Mr Mark Gaston was appointed as a consultant orthopaedic and trauma surgeon in NHS Lothian in 2011 and shortly thereafter gained practicing privileges at Spire Edinburgh Hospitals. Mark’s clinical practice incorporates all aspect of orthopaedics and trauma for children and adolescents and a significant portion of his NHS practice is at the Royal Hospital for Sick Children (Sick Kids), Edinburgh where he runs two specialist multi-disciplinary clinics.
He also has expertise in the orthopaedic management of neuromuscular conditions in all ages and foot and ankle surgery in adults and performs surgery for the breadth of this sub-speciality including bunion correction, ankle instability and minimally invasive surgery (arthroscopy). He has a particular interest in foot and ankle deformity caused by other diseases (e.g. muscle and nerve disease) and gait improvement surgery (osteotomy) for the improvement of walking disorders, particularly in the context of complex neurological disease.
He is the clinical specialist of the gait analysis service for the SE Scotland region. He also regularly performs minimally invasive keyhole knee surgery (arthroscopy) for adolescents and young adults. This is for common knee conditions in young patients such as discoid meniscus, sports injuries, osteochondritis dissecans, removal of loose bodies, repair or removal of torn cartilage (meniscus) and for the assessment of knee pain.

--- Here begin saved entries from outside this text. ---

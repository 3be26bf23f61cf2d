//! Mailboxes
//!
//! Each agent owns one [`Mailbox`]; everybody else holds cloneable
//! [`Endpoint`]s obtained through the address book. The queue is FIFO, so
//! messages from one sender reach the receiver in send order.

use std::cell::{Cell, RefCell};
use std::collections::VecDeque;
use std::fmt;
use std::rc::Rc;
use std::time::Duration;

use tokio::sync::Notify;
use tokio::time::Instant;

use crate::error::AgentError;
use crate::id::AgentId;
use crate::message::Envelope;

struct Queue {
    items: RefCell<VecDeque<Envelope>>,
    notify: Notify,
    closed: Cell<bool>,
}

impl Queue {
    fn close(&self) -> usize {
        self.closed.set(true);
        let drained: Vec<Envelope> = self.items.borrow_mut().drain(..).collect();
        // wake a reader parked on an empty queue so it observes the closure
        self.notify.notify_one();
        drained.len()
    }
}

/// Sending side of a mailbox.
#[derive(Clone)]
pub struct Endpoint {
    owner: AgentId,
    queue: Rc<Queue>,
}

impl Endpoint {
    pub fn owner(&self) -> &AgentId {
        &self.owner
    }

    /// Enqueues an envelope. A closed mailbox hands it back.
    pub fn deliver(&self, envelope: Envelope) -> Result<(), Envelope> {
        if self.queue.closed.get() {
            return Err(envelope);
        }
        self.queue.items.borrow_mut().push_back(envelope);
        self.queue.notify.notify_one();
        Ok(())
    }

    pub fn is_closed(&self) -> bool {
        self.queue.closed.get()
    }

    /// Whether both endpoints lead to the same mailbox.
    pub fn same_mailbox(&self, other: &Endpoint) -> bool {
        Rc::ptr_eq(&self.queue, &other.queue)
    }

    /// Number of queued envelopes.
    pub fn pending(&self) -> usize {
        self.queue.items.borrow().len()
    }

    /// Closes the mailbox from the sending side, as at shutdown.
    pub fn close(&self) -> usize {
        self.queue.close()
    }
}

impl fmt::Debug for Endpoint {
    fn fmt(&self, f: &mut fmt::Formatter<'_>) -> fmt::Result {
        f.debug_struct("Endpoint")
            .field("owner", &self.owner)
            .field("pending", &self.pending())
            .field("closed", &self.is_closed())
            .finish()
    }
}

/// Receiving side of a mailbox, owned by the agent's execution context.
pub struct Mailbox {
    owner: AgentId,
    queue: Rc<Queue>,
}

impl Mailbox {
    pub fn new(owner: AgentId) -> Self {
        Self {
            owner,
            queue: Rc::new(Queue {
                items: RefCell::new(VecDeque::new()),
                notify: Notify::new(),
                closed: Cell::new(false),
            }),
        }
    }

    pub fn owner(&self) -> &AgentId {
        &self.owner
    }

    pub fn endpoint(&self) -> Endpoint {
        Endpoint {
            owner: self.owner.clone(),
            queue: Rc::clone(&self.queue),
        }
    }

    pub fn try_read(&self) -> Option<Envelope> {
        self.queue.items.borrow_mut().pop_front()
    }

    pub fn is_empty(&self) -> bool {
        self.queue.items.borrow().is_empty()
    }

    pub fn is_closed(&self) -> bool {
        self.queue.closed.get()
    }

    /// Waits for the next envelope.
    ///
    /// With a timeout, fails with [`AgentError::NoMessage`] once it elapses
    /// on an empty queue.
    pub async fn read(&self, timeout: Option<Duration>) -> Result<Envelope, AgentError> {
        let deadline = timeout.map(|t| Instant::now() + t);
        loop {
            if let Some(envelope) = self.try_read() {
                return Ok(envelope);
            }
            if self.queue.closed.get() {
                return Err(AgentError::NoMessage);
            }
            let notified = self.queue.notify.notified();
            match deadline {
                None => notified.await,
                Some(deadline) => {
                    if tokio::time::timeout_at(deadline, notified).await.is_err() {
                        return self.try_read().ok_or(AgentError::NoMessage);
                    }
                }
            }
        }
    }

    /// Human-readable listing of queued messages, for error records.
    pub fn snapshot(&self) -> Vec<String> {
        self.queue
            .items
            .borrow()
            .iter()
            .map(|envelope| envelope.message.to_string())
            .collect()
    }

    /// Refuses further deliveries and drops everything queued, which resolves
    /// every pending sender with a shutdown error. Returns how many were
    /// dropped.
    pub fn close(&self) -> usize {
        self.queue.close()
    }
}

impl Drop for Mailbox {
    fn drop(&mut self) {
        self.close();
    }
}

impl fmt::Debug for Mailbox {
    fn fmt(&self, f: &mut fmt::Formatter<'_>) -> fmt::Result {
        f.debug_struct("Mailbox")
            .field("owner", &self.owner)
            .field("pending", &self.queue.items.borrow().len())
            .finish()
    }
}

#[cfg(test)]
mod tests {
    use super::*;
    use crate::message::Message;
    use crate::runtime::run_local;
    use crate::value::Params;

    fn envelope(payload: &str) -> (Envelope, crate::AsyncResult) {
        Envelope::new(
            Message::new(AgentId::service("test"), payload, Params::new()),
            Duration::ZERO,
        )
    }

    #[test]
    fn test_fifo_order() {
        let mailbox = Mailbox::new(AgentId::Node(0));
        let endpoint = mailbox.endpoint();
        for payload in ["a", "b", "c"] {
            endpoint.deliver(envelope(payload).0).unwrap();
        }
        let order: Vec<_> = std::iter::from_fn(|| mailbox.try_read())
            .map(|e| e.message.payload)
            .collect();
        assert_eq!(order, vec!["a", "b", "c"]);
    }

    #[test]
    fn test_read_times_out_when_empty() {
        run_local(async {
            let mailbox = Mailbox::new(AgentId::Node(0));
            let outcome = mailbox.read(Some(Duration::from_millis(5))).await;
            assert!(matches!(outcome, Err(AgentError::NoMessage)));
        });
    }

    #[test]
    fn test_close_rejects_and_drains() {
        let mailbox = Mailbox::new(AgentId::Node(0));
        let endpoint = mailbox.endpoint();
        let (queued, result) = envelope("activate");
        endpoint.deliver(queued).unwrap();
        assert_eq!(mailbox.snapshot(), vec!["activate <- test()"]);
        assert_eq!(mailbox.close(), 1);
        assert_eq!(result.try_get(), Some(Err(AgentError::Shutdown)));
        assert!(endpoint.deliver(envelope("late").0).is_err());
    }
}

Mr Mark Gaston graduated from Cambridge University in 1999. He completed basic surgical training in Edinburgh followed by specialist orthopaedic training as Clinical Lecturer at the University of Edinburgh and NHS Lothian. He undertook two years of specialist orthopaedic training: one year specialist neuromuscular orthopaedic fellowship in Basel, Switzerland and one year senior clinical fellowship in paediatric orthopaedics at RHSC, Glasgow. He was appointed as consultant in orthopaedic surgery, NHS Lothian in 2011.
Mark completed a PhD during orthopaedic training during which he was awarded several research grants. He has continued a strong academic interest with in excess of 50 papers published in peer reviewed journals as well as invited articles and provision of peer review for 3 respected orthopaedic journals and NIHR. He currently leads on a Scottish national programme of surveillance for children with cerebral palsy (CPIPS) and is a member of several national committees.
Mark lives in the south of East Lothian with his wife and two children. He enjoys the rural life there and spending time with his family and dog. He is an interested observer of rugby and football.